Boris Johnson is preparing to set up a dedicated Brexit team by the end of this month as he seeks to take control of talks on Britain’s future relationship with the European Union.
The unit – reportedly dubbed ‘Taskforce Europe’ – will replace the Department for Exiting the European Union when it shuts down on 31 January, when Britain is due to leave the EU.
According to both The Sunday Telegraph and The Mail on Sunday, the team will be run from the heart of government in No.10 and the Cabinet Office, with personal oversight from the prime minister.
This is in line with a recommendation by the Institute for Government last month that DExEU's functions should be allocated to the Cabinet Office because the prime minister, rather than any departmental secretary of state, will be the ultimate decision maker in talks with the EU on the future trading relationship.
The move is one of a number of planned post-Brexit machinery of government changes, with several departments set to be merged or rebadged. Proposals include breaking up the Home Office and abolishing the Department for International Development.
The unit will be led by Johnson’s most senior Europe adviser David Frost and will be responsible for implementing the withdrawal agreement as well as leading on negotiations for a free-trade agreement with the EU.

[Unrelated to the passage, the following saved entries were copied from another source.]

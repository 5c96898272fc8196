use clap::{ArgAction, Parser};
use std::ffi::OsString;
use std::path::PathBuf;

/// Batch modification of Excel (*.xlsx) files.
///
/// Writes one value into every non-empty cell of a range on the active sheet.
#[derive(Parser, Debug, Default)]
#[command(version, about)]
pub struct Args {
    /// Excel (.xlsx) file path [default: <program>.xlsx next to the executable]
    #[arg(short = 'p', value_name = "FILE")]
    pub path: Option<PathBuf>,

    /// Content to write [default: clipboard text]
    #[arg(short = 'c', value_name = "TEXT", allow_hyphen_values = true)]
    pub content: Option<String>,

    /// Starting cell, format Row:Column [default: 2:5]
    #[arg(short = 's', value_name = "POS", allow_hyphen_values = true)]
    pub start: Option<String>,

    /// Ending cell, format Row:Column [default: :5]
    #[arg(short = 'e', value_name = "POS", allow_hyphen_values = true)]
    pub end: Option<String>,

    /// Write into <name>_Copy.xlsx and leave the original untouched
    #[arg(long)]
    pub copy: bool,

    /// Create a JSON configuration template (skipped if it already exists)
    #[arg(long)]
    pub cc: bool,

    /// JSON configuration file [default: <program>.json next to the executable]
    #[arg(long, value_name = "FILE")]
    pub config: Option<PathBuf>,

    /// Show dialogs: confirm before writing, report the result
    #[arg(short = 't')]
    pub tip: bool,

    /// More log output (-v info, -vv debug)
    #[arg(short = 'v', action = ArgAction::Count)]
    pub verbose: u8,
}

/// Long flags historically spelled with a single dash.
const LEGACY_LONG: [&str; 3] = ["copy", "cc", "config"];

/// Flags whose next argument is a value and must not be rewritten.
const TAKES_VALUE: [&str; 6] = ["-p", "-c", "-s", "-e", "--config", "-config"];

/// Rewrite `-copy`, `-cc` and `-config` into their `--` forms so clap can parse them.
///
/// A token directly after a value-taking flag is passed through as is, so
/// `-c -cc` still writes the text "-cc".
pub fn normalize_legacy_flags<I>(args: I) -> Vec<OsString>
where
    I: IntoIterator<Item = OsString>,
{
    let mut out = Vec::new();
    let mut value_next = false;
    for arg in args {
        if value_next {
            value_next = false;
            out.push(arg);
            continue;
        }
        let rewritten = match arg.to_str() {
            Some(s) => {
                value_next = TAKES_VALUE.contains(&s);
                legacy_to_long(s).map(OsString::from)
            }
            None => None,
        };
        out.push(rewritten.unwrap_or(arg));
    }
    out
}

fn legacy_to_long(arg: &str) -> Option<String> {
    let body = arg.strip_prefix('-')?;
    if body.starts_with('-') {
        return None;
    }
    let name = body.split('=').next().unwrap_or(body);
    if LEGACY_LONG.contains(&name) {
        Some(format!("-{}", arg))
    } else {
        None
    }
}

impl Args {
    pub fn parse_normalized() -> Self {
        Args::parse_from(normalize_legacy_flags(std::env::args_os()))
    }
}

#[cfg(test)]
mod tests {
    use super::*;

    fn parse(args: &[&str]) -> Args {
        let raw = std::iter::once("batch-excel")
            .chain(args.iter().copied())
            .map(OsString::from);
        Args::try_parse_from(normalize_legacy_flags(raw)).unwrap()
    }

    #[test]
    fn short_flags() {
        let args = parse(&["-p", "book.xlsx", "-c", "done", "-s", "3:1", "-e", ":", "-t"]);
        assert_eq!(args.path, Some(PathBuf::from("book.xlsx")));
        assert_eq!(args.content.as_deref(), Some("done"));
        assert_eq!(args.start.as_deref(), Some("3:1"));
        assert_eq!(args.end.as_deref(), Some(":"));
        assert!(args.tip);
        assert!(!args.copy);
    }

    #[test]
    fn single_dash_long_flags() {
        let args = parse(&["-copy", "-cc", "-config", "conf.json"]);
        assert!(args.copy);
        assert!(args.cc);
        assert_eq!(args.config, Some(PathBuf::from("conf.json")));

        let args = parse(&["-config=other.json"]);
        assert_eq!(args.config, Some(PathBuf::from("other.json")));
    }

    #[test]
    fn double_dash_long_flags() {
        let args = parse(&["--copy", "--config", "conf.json"]);
        assert!(args.copy);
        assert_eq!(args.config, Some(PathBuf::from("conf.json")));
    }

    #[test]
    fn values_are_not_rewritten() {
        let args = parse(&["-c", "-cc", "-s", "-1:"]);
        assert_eq!(args.content.as_deref(), Some("-cc"));
        assert_eq!(args.start.as_deref(), Some("-1:"));
        assert!(!args.cc);
    }

    #[test]
    fn unset_values_stay_empty() {
        let args = parse(&[]);
        assert!(args.path.is_none());
        assert!(args.content.is_none());
        assert!(args.start.is_none());
        assert!(args.end.is_none());
        assert_eq!(args.verbose, 0);
    }

    #[test]
    fn verbosity_counts() {
        assert_eq!(parse(&["-vv"]).verbose, 2);
    }
}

The naming of the group mirrors that of the EU side, which has set up its own "Task Force for Relations with the United Kingdom".
A government source said: "In 2020, we will move forward to establish a future relationship and free-trade agreement with the EU.
"Following the election, the government has a clear and renewed mandate to achieve this. We want our new relationship to be based on an ambitious free-trade agreement, and a close friendship between sovereign equals."
The reports come after the president of the European Commission, Ursula von der Leyen, cast doubt on Johnson's timetable for agreeing a pact.
Britain is due to remain in a transition period with the EU, staying broadly aligned with its rules, until the end of 2020. Johnson has vowed not to extend that period, fixing a deadline to discussions on the deal that will replace it.
Von der Leyen, who took over from Jean-Claude Juncker in December, said she had “serious concern” over the limited time available for the second round of talks.
She told French newspaper Les Echos: "It’s not only about negotiating a free-trade deal but many other subjects."
The commission president added: "It seems to me that on both sides we must ask ourselves seriously if all these negotiations are feasible in such a short time."
But government sources told the Mail on Sunday that her comments were "tactics and bluster" and argued that any "genuinely held concerns about timing" should have been raised during talks on the withdrawal agreement.